- _Task to carry out_
Go through the data below and copy each line that includes "async".

Stored data entries:
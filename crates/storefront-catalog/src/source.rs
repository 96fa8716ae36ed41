//! Catalog source abstraction
//!
//! The storefront fetches each resource once per mount through a
//! [`CatalogSource`]. The UI never sees which backend answered.

use std::fmt;

use storefront_core::prelude::*;
use storefront_core::{Banner, Logo, Offer, Review};

use crate::fixture::FixtureCatalog;
use crate::http::HttpCatalog;
use crate::memory::StaticCatalog;

/// A list endpoint exposed by the catalog
#[derive(Debug, Clone, Copy, PartialEq, Eq, Hash)]
pub enum Resource {
    Banners,
    Offers,
    Reviews,
    Logos,
}

impl Resource {
    /// Path segment of the REST endpoint, relative to the API base URL
    pub fn path(&self) -> &'static str {
        match self {
            Resource::Banners => "banners",
            Resource::Offers => "discounts",
            Resource::Reviews => "reviews",
            Resource::Logos => "logos",
        }
    }
}

impl fmt::Display for Resource {
    fn fmt(&self, f: &mut fmt::Formatter<'_>) -> fmt::Result {
        f.write_str(self.path())
    }
}

/// Read access to the storefront catalog
#[trait_variant::make(CatalogSource: Send)]
pub trait LocalCatalogSource {
    /// Home page banner slides
    async fn banners(&self) -> Result<Vec<Banner>>;

    /// Discount promotions
    async fn offers(&self) -> Result<Vec<Offer>>;

    /// Customer reviews
    async fn reviews(&self) -> Result<Vec<Review>>;

    /// Store logos
    async fn logos(&self) -> Result<Vec<Logo>>;
}

/// The configured catalog backend
#[derive(Debug, Clone)]
pub enum Catalog {
    /// Remote REST API
    Http(HttpCatalog),
    /// JSON document on disk
    Fixture(FixtureCatalog),
    /// In-memory lists
    Static(StaticCatalog),
}

impl Catalog {
    /// Short human-readable description for logs and the status bar
    pub fn describe(&self) -> String {
        match self {
            Catalog::Http(c) => c.base_url().to_string(),
            Catalog::Fixture(c) => format!("fixture {}", c.path().display()),
            Catalog::Static(_) => "in-memory catalog".to_string(),
        }
    }
}

impl CatalogSource for Catalog {
    async fn banners(&self) -> Result<Vec<Banner>> {
        match self {
            Catalog::Http(c) => CatalogSource::banners(c).await,
            Catalog::Fixture(c) => CatalogSource::banners(c).await,
            Catalog::Static(c) => CatalogSource::banners(c).await,
        }
    }

    async fn offers(&self) -> Result<Vec<Offer>> {
        match self {
            Catalog::Http(c) => CatalogSource::offers(c).await,
            Catalog::Fixture(c) => CatalogSource::offers(c).await,
            Catalog::Static(c) => CatalogSource::offers(c).await,
        }
    }

    async fn reviews(&self) -> Result<Vec<Review>> {
        match self {
            Catalog::Http(c) => CatalogSource::reviews(c).await,
            Catalog::Fixture(c) => CatalogSource::reviews(c).await,
            Catalog::Static(c) => CatalogSource::reviews(c).await,
        }
    }

    async fn logos(&self) -> Result<Vec<Logo>> {
        match self {
            Catalog::Http(c) => CatalogSource::logos(c).await,
            Catalog::Fixture(c) => CatalogSource::logos(c).await,
            Catalog::Static(c) => CatalogSource::logos(c).await,
        }
    }
}
//! Store-wide context shared with the view
//!
//! Holds branding and the active store logo. Created at app start from
//! settings, updated when logos are fetched and torn down at shutdown.

use chrono::{DateTime, Utc};
use storefront_core::prelude::*;
use storefront_core::{eligible_items, Logo};

use crate::config::StoreSettings;

#[derive(Debug, Clone)]
pub struct StoreContext {
    name: String,
    tagline: Option<String>,
    active_logo: Option<Logo>,
    live: bool,
}

impl StoreContext {
    pub fn new(settings: &StoreSettings) -> Self {
        Self {
            name: settings.name.clone(),
            tagline: settings.tagline.clone(),
            active_logo: None,
            live: true,
        }
    }

    pub fn name(&self) -> &str {
        &self.name
    }

    pub fn tagline(&self) -> Option<&str> {
        self.tagline.as_deref()
    }

    pub fn active_logo(&self) -> Option<&Logo> {
        self.active_logo.as_ref()
    }

    /// Name shown in the header: the active logo, else the configured store name
    pub fn display_name(&self) -> &str {
        self.active_logo
            .as_ref()
            .map(|logo| logo.name.as_str())
            .unwrap_or(&self.name)
    }

    pub fn is_live(&self) -> bool {
        self.live
    }

    /// Pick the active logo from a fetched list (first active one wins)
    pub fn set_logos(&mut self, logos: Vec<Logo>, now: DateTime<Utc>) {
        if !self.live {
            debug!("Ignoring logos for a torn-down store context");
            return;
        }
        self.active_logo = eligible_items(logos, now).into_iter().next();
        match &self.active_logo {
            Some(logo) => debug!("Active logo: {} ({})", logo.name, logo.id),
            None => debug!("No active logo, using store name"),
        }
    }

    /// Release everything fetched during the session
    pub fn teardown(&mut self) {
        if !self.live {
            return;
        }
        self.active_logo = None;
        self.live = false;
        info!("Store context torn down");
    }
}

- _Exercise response_
    async fn banners(&self) -> Result<Vec<Banner>>;
    async fn offers(&self) -> Result<Vec<Offer>>;
    async fn reviews(&self) -> Result<Vec<Review>>;
    async fn logos(&self) -> Result<Vec<Logo>>;
    async fn banners(&self) -> Result<Vec<Banner>> {
    async fn offers(&self) -> Result<Vec<Offer>> {
    async fn reviews(&self) -> Result<Vec<Review>> {
    async fn logos(&self) -> Result<Vec<Logo>> {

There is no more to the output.